*** Block opens ***

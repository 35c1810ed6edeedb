//! Discovery of the PCM devices actually present on the ALSA bus.

use alsa::card::Iter as CardIter;
use alsa::ctl::{Ctl, DeviceIter};
use alsa::Direction;

use super::adapter_config::MAX_CARD_NUM;
use super::mixer::{AlsaMixer, MixerControl};
use crate::error::{HalError, Result};

/// PCM id reported by the USB audio class driver.
pub const USB_AUDIO_PCM_ID: &str = "USB Audio";

const ENOENT: i32 = 2;

/// One PCM device found on a card.
#[derive(Debug, Clone, PartialEq, Eq)]
pub struct PcmDeviceEntry {
    pub card: i32,
    pub device: i32,
    pub card_id: String,
    pub pcm_id: String,
}

/// Flat table of discovered PCM devices, in discovery order.
#[derive(Debug, Clone, Default)]
pub struct CardsList {
    entries: Vec<PcmDeviceEntry>,
}

impl CardsList {
    pub fn new() -> Self {
        Self::default()
    }

    pub fn push(&mut self, entry: PcmDeviceEntry) -> Result<()> {
        if entry.card_id.is_empty() {
            return Err(HalError::InvalidName(entry.card_id));
        }
        if self.entries.len() >= MAX_CARD_NUM {
            log::error!("A maximum of {} sound cards are supported!", MAX_CARD_NUM);
            return Err(HalError::TooManyCards(MAX_CARD_NUM));
        }
        self.entries.push(entry);
        Ok(())
    }

    pub fn entries(&self) -> &[PcmDeviceEntry] {
        &self.entries
    }

    pub fn len(&self) -> usize {
        self.entries.len()
    }

    pub fn is_empty(&self) -> bool {
        self.entries.is_empty()
    }

    /// First device of the card with `card_id` and the given device number.
    pub fn find_by_card_id(&self, card_id: &str, device: i32) -> Option<&PcmDeviceEntry> {
        self.entries
            .iter()
            .find(|e| e.card_id == card_id && e.device == device)
    }

    /// First device exposed by a USB audio class codec.
    pub fn first_usb(&self) -> Option<&PcmDeviceEntry> {
        self.entries.iter().find(|e| e.pcm_id == USB_AUDIO_PCM_ID)
    }

    pub fn usb_inserted(&self) -> bool {
        self.first_usb().is_some()
    }
}

impl FromIterator<PcmDeviceEntry> for CardsList {
    /// Collects up to `MAX_CARD_NUM` entries, dropping the rest.
    fn from_iter<I: IntoIterator<Item = PcmDeviceEntry>>(iter: I) -> Self {
        let mut list = CardsList::new();
        for entry in iter {
            if list.push(entry).is_err() {
                break;
            }
        }
        list
    }
}

/// Access to the sound hardware: the PCM table and card mixers.
pub trait HardwareProbe {
    /// List every PCM device that has a stream in `direction`.
    fn scan(&self, direction: Direction) -> Result<CardsList>;

    /// Open the simple mixer of the control device `ctrl_name` (`hw:N`).
    fn open_mixer(&self, ctrl_name: &str) -> Result<Box<dyn MixerControl>>;
}

/// Walks the ALSA control interfaces of all cards.
#[derive(Debug, Default, Clone, Copy)]
pub struct AlsaProbe;

impl AlsaProbe {
    fn scan_card(index: i32, direction: Direction, list: &mut CardsList) -> Result<()> {
        let ctl = Ctl::new(&format!("hw:{}", index), false)?;
        let info = ctl.card_info()?;
        let card_id = info.get_id()?.to_string();

        for device in DeviceIter::new(&ctl) {
            let pcm_info = match ctl.pcm_info(device as u32, 0, direction) {
                Ok(pcm_info) => pcm_info,
                Err(e) => {
                    if e.errno() != ENOENT {
                        log::warn!("control digital audio info ({}): {}", index, e);
                    }
                    continue;
                }
            };
            let pcm_id = pcm_info.get_id()?.to_string();
            log::debug!(
                "card {} ({}) device {}: {}",
                index,
                card_id,
                device,
                pcm_id
            );
            list.push(PcmDeviceEntry {
                card: index,
                device,
                card_id: card_id.clone(),
                pcm_id,
            })?;
        }
        Ok(())
    }
}

impl HardwareProbe for AlsaProbe {
    fn scan(&self, direction: Direction) -> Result<CardsList> {
        let mut list = CardsList::new();
        let mut seen = 0;

        for card in CardIter::new() {
            let card = match card {
                Ok(card) => card,
                Err(e) => {
                    log::error!("snd_card_next error: {}", e);
                    break;
                }
            };
            seen += 1;
            let index = card.get_index();
            match Self::scan_card(index, direction, &mut list) {
                Ok(()) => {}
                Err(HalError::TooManyCards(_)) => break,
                Err(e) => log::warn!("Skipping card {}: {}", index, e),
            }
        }

        if seen == 0 {
            log::warn!("No soundcards found");
        }
        Ok(list)
    }

    fn open_mixer(&self, ctrl_name: &str) -> Result<Box<dyn MixerControl>> {
        Ok(Box::new(AlsaMixer::open(ctrl_name)?))
    }
}

#[cfg(test)]
pub(crate) mod tests {
    use super::*;

    use crate::audio::mixer::tests::FakeMixer;

    /// Fixed hardware table for tests. Every card gets a fresh mixer with
    /// the same element names.
    pub(crate) struct FakeProbe {
        pub entries: Vec<PcmDeviceEntry>,
        pub mixer_elements: Vec<&'static str>,
    }

    impl HardwareProbe for FakeProbe {
        fn scan(&self, _direction: Direction) -> Result<CardsList> {
            Ok(self.entries.iter().cloned().collect())
        }

        fn open_mixer(&self, _ctrl_name: &str) -> Result<Box<dyn MixerControl>> {
            Ok(Box::new(FakeMixer::with(&self.mixer_elements)))
        }
    }

    pub(crate) fn entry(card: i32, device: i32, card_id: &str, pcm_id: &str) -> PcmDeviceEntry {
        PcmDeviceEntry {
            card,
            device,
            card_id: card_id.to_string(),
            pcm_id: pcm_id.to_string(),
        }
    }

    #[test]
    fn usb_detection_uses_pcm_id() {
        let list: CardsList = vec![
            entry(0, 0, "rockchipes8388", "ff890000.i2s-ES8323 HiFi es8323.1-0011-0"),
            entry(1, 0, "Device", USB_AUDIO_PCM_ID),
        ]
        .into_iter()
        .collect();
        assert!(list.usb_inserted());
        assert_eq!(list.first_usb().unwrap().card, 1);

        let list: CardsList = vec![entry(0, 0, "Device", "USB Audio #1")]
            .into_iter()
            .collect();
        assert!(!list.usb_inserted());
    }

    #[test]
    fn find_matches_card_id_and_device() {
        let list: CardsList = vec![
            entry(0, 1, "rockchipes8388", "pcm1"),
            entry(0, 0, "rockchipes8388", "pcm0"),
        ]
        .into_iter()
        .collect();
        assert_eq!(list.entries()[0].pcm_id, "pcm1");
        assert_eq!(list.find_by_card_id("rockchipes8388", 0).unwrap().pcm_id, "pcm0");
        assert!(list.find_by_card_id("rockchipes8388", 2).is_none());
        assert!(list.find_by_card_id("rockchiphdmi", 0).is_none());
    }

    #[test]
    fn push_is_bounded() {
        let mut list = CardsList::new();
        for i in 0..MAX_CARD_NUM as i32 {
            list.push(entry(i, 0, "card", "pcm")).unwrap();
        }
        assert!(matches!(
            list.push(entry(99, 0, "card", "pcm")),
            Err(HalError::TooManyCards(_))
        ));
        assert_eq!(list.len(), MAX_CARD_NUM);
    }

    #[test]
    fn empty_card_id_is_rejected() {
        let mut list = CardsList::new();
        assert!(list.push(entry(0, 0, "", "pcm")).is_err());
        assert!(list.is_empty());
    }
}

*** Block closes ***

▶ [Try it]:
Output, please, only the lines running from the start of the entries through the line that contains "given device number.", including both of those lines.

▶ [Solution to this problem]:
repository 35c1810ed6edeedb
//! Discovery of the PCM devices actually present on the ALSA bus.

use alsa::card::Iter as CardIter;
use alsa::ctl::{Ctl, DeviceIter};
use alsa::Direction;

use super::adapter_config::MAX_CARD_NUM;
use super::mixer::{AlsaMixer, MixerControl};
use crate::error::{HalError, Result};

/// PCM id reported by the USB audio class driver.
pub const USB_AUDIO_PCM_ID: &str = "USB Audio";

const ENOENT: i32 = 2;

/// One PCM device found on a card.
#[derive(Debug, Clone, PartialEq, Eq)]
pub struct PcmDeviceEntry {
    pub card: i32,
    pub device: i32,
    pub card_id: String,
    pub pcm_id: String,
}

/// Flat table of discovered PCM devices, in discovery order.
#[derive(Debug, Clone, Default)]
pub struct CardsList {
    entries: Vec<PcmDeviceEntry>,
}

impl CardsList {
    pub fn new() -> Self {
        Self::default()
    }

    pub fn push(&mut self, entry: PcmDeviceEntry) -> Result<()> {
        if entry.card_id.is_empty() {
            return Err(HalError::InvalidName(entry.card_id));
        }
        if self.entries.len() >= MAX_CARD_NUM {
            log::error!("A maximum of {} sound cards are supported!", MAX_CARD_NUM);
            return Err(HalError::TooManyCards(MAX_CARD_NUM));
        }
        self.entries.push(entry);
        Ok(())
    }

    pub fn entries(&self) -> &[PcmDeviceEntry] {
        &self.entries
    }

    pub fn len(&self) -> usize {
        self.entries.len()
    }

    pub fn is_empty(&self) -> bool {
        self.entries.is_empty()
    }

    /// First device of the card with `card_id` and the given device number.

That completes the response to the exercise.